At the end of the novel, Sarnau has gone through hell and back. The monogamous relationship between Sarnau and Mwando proved to be no better for her than the love-less polygamous relationship to Nguila. Both men mistreated her and disregarded her well-being and the well-being of their kids. Mwando left Sarnau to her own fate only to show up years later at her doorstep again. When she reluctantly lets him into her life again, the reader wants to scream out of frustration. But of course, Chiziane is right when she says: “In real life, all great women fighting for freedom have ended up like Sarnau – as wives.”
Added to this is the everyday multilingualism of Paulina Chiziane's surroundings.
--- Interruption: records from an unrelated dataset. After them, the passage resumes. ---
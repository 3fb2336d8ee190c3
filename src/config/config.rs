use crate::config::types::{ProbeError, Result, SessionConfig};
use crate::target::catalog::{Declaration, TypeCatalog};
use std::path::Path;

impl SessionConfig {
    /// Load a session configuration from a JSON file
    pub fn load_from_file<P: AsRef<Path>>(path: P) -> Result<Self> {
        let config_content = std::fs::read_to_string(path)
            .map_err(|e| ProbeError::Config(format!("Failed to read config file: {}", e)))?;

        let config: SessionConfig = serde_json::from_str(&config_content)
            .map_err(|e| ProbeError::Config(format!("Failed to parse config JSON: {}", e)))?;

        Ok(config)
    }

    /// Load `cprobe.json` from the current directory
    pub fn load_default() -> Result<Self> {
        let config_path = std::env::current_dir()
            .map_err(|e| ProbeError::Config(format!("Failed to get current directory: {}", e)))?
            .join("cprobe.json");

        if !config_path.exists() {
            return Err(ProbeError::Config(
                "cprobe.json not found in current directory".to_string(),
            ));
        }

        Self::load_from_file(config_path)
    }
}

impl TypeCatalog {
    /// Load a type catalog (JSON list of declarations) from a file
    pub fn load_from_file<P: AsRef<Path>>(path: P) -> Result<Self> {
        let content = std::fs::read_to_string(path)
            .map_err(|e| ProbeError::Config(format!("Failed to read type catalog: {}", e)))?;

        Self::from_json(&content)
    }

    pub fn from_json(content: &str) -> Result<Self> {
        let declarations: Vec<Declaration> = serde_json::from_str(content)
            .map_err(|e| ProbeError::Config(format!("Failed to parse type catalog JSON: {}", e)))?;

        let mut catalog = TypeCatalog::lp64();
        for declaration in declarations {
            catalog.declare(declaration)?;
        }
        Ok(catalog)
    }
}

#[cfg(test)]
mod tests {
    use super::*;
    use std::io::Write;

    #[test]
    fn test_load_session_config_with_defaults() {
        let mut file = tempfile::NamedTempFile::new().unwrap();
        write!(file, r#"{{"program": "./list", "timeout_secs": 5}}"#).unwrap();

        let config = SessionConfig::load_from_file(file.path()).unwrap();
        assert_eq!(config.program, std::path::PathBuf::from("./list"));
        assert_eq!(config.timeout_secs, 5);
        assert_eq!(config.dealloc_function, "free");
        assert!(config.free_on_finish);
    }

    #[test]
    fn test_load_session_config_rejects_bad_json() {
        let mut file = tempfile::NamedTempFile::new().unwrap();
        write!(file, "{{ not json").unwrap();

        let err = SessionConfig::load_from_file(file.path()).unwrap_err();
        assert!(matches!(err, ProbeError::Config(_)));
    }

    #[test]
    fn test_catalog_from_json() {
        let catalog = TypeCatalog::from_json(
            r#"[{"kind": "struct", "name": "pair", "fields": [["a", "int"], ["b", "char"]]}]"#,
        )
        .unwrap();
        let pair = catalog.lookup("struct pair").unwrap();
        assert_eq!(pair.size, 8);
        assert_eq!(pair.align, 4);
    }

    #[test]
    fn test_catalog_load_from_file() {
        let mut file = tempfile::NamedTempFile::new().unwrap();
        write!(
            file,
            r#"[{{"kind": "typedef", "name": "handle_t", "target": "long"}},
               {{"kind": "union", "name": "word", "fields": [["c", "char"], ["id", "handle_t"]]}}]"#
        )
        .unwrap();

        let catalog = TypeCatalog::load_from_file(file.path()).unwrap();
        assert_eq!(catalog.lookup("handle_t").unwrap().size, 8);
        assert_eq!(catalog.lookup("union word").unwrap().size, 8);

        let err = TypeCatalog::from_json(r#"{"kind": "struct"}"#).unwrap_err();
        assert!(matches!(err, ProbeError::Config(_)));
    }
}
As most Mozambicans, she speaks, thinks and lives in different idioms. At the same time, she thinks and lives in the cultures and values that belong to these idioms: the religion of her grandparents, assimilated Christianity, the religiosity of her father, who, like Mwando in the novel, becomes a Mufundisse, a Christian lay priest in a foreign country, in this case South Africa.
"I think and speak in a European language to reflect my African life,” says Paulina Chiziane. This clash of cultures, whether violent or not, leaves its mark on the reality of people's lives. The colonial Mozambique in which the book is set is already marked by these encounters, clashes, rifts, upheavals, and break-ups, which always refer to something new. Sarnau and Mwando have the option of staying in Mambone and submitting to the dictates of tradition, or to make their way into a very real "new world". They have the choice between polygamy marked by family ties and the European-inspired romantic ideal of eternal love and monogamy, another myth whose dark sides and illusions only reveal themselves later.
Liebeslied an den Wind is only superficially a book about the problem of polygamy. It is also more than just a book about Mozambique, even if Paulina Chiziane does not shy away from incorporating motifs from her immediate surroundings and history into the plot in a way that is easily recognizable. Perhaps for this very reason it is a very authentic book about the relationship between man and woman, about the loss of dreams, about the capitulation of the individual to the burden of traditions, myths and conventions. And here too, the fantastic element merely serves to make the violence of everyday things clearer. Paulina Chiziane has no time for romantic infatuation.